* **YOUR INSTRUCTIONS**: Every line containing the word "must" is to be copied from the data below.

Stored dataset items
-*-*-
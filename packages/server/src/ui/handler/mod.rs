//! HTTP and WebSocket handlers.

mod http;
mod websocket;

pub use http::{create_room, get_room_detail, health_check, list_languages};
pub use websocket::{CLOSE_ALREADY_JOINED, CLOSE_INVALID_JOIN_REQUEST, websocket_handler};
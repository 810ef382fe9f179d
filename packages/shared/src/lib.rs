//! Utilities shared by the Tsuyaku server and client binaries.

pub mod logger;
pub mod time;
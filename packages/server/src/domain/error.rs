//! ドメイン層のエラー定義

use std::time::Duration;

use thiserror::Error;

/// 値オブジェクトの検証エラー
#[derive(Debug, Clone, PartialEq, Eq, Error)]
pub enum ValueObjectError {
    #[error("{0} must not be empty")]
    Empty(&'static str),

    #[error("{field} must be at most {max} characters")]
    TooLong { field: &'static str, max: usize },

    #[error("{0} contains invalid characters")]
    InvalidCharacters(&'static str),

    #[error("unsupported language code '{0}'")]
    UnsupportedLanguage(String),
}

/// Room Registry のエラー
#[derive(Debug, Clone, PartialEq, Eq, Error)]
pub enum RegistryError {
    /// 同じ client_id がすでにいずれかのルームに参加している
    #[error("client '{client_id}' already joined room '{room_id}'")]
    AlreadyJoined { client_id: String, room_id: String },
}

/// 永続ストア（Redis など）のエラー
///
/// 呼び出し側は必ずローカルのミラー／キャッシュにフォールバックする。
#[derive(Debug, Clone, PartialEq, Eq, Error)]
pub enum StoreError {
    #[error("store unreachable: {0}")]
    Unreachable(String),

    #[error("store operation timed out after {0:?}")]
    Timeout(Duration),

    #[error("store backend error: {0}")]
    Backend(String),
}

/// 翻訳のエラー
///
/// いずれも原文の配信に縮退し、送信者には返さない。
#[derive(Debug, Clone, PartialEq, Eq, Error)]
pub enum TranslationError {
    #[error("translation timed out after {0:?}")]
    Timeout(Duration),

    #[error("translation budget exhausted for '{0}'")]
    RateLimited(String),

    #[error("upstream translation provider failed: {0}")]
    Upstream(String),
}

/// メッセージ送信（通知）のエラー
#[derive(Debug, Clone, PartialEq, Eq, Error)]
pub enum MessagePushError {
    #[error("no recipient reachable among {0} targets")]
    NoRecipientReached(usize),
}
-*-*-
* **TASK ANSWER**:
    #[error("{0} must not be empty")]
    #[error("{field} must be at most {max} characters")]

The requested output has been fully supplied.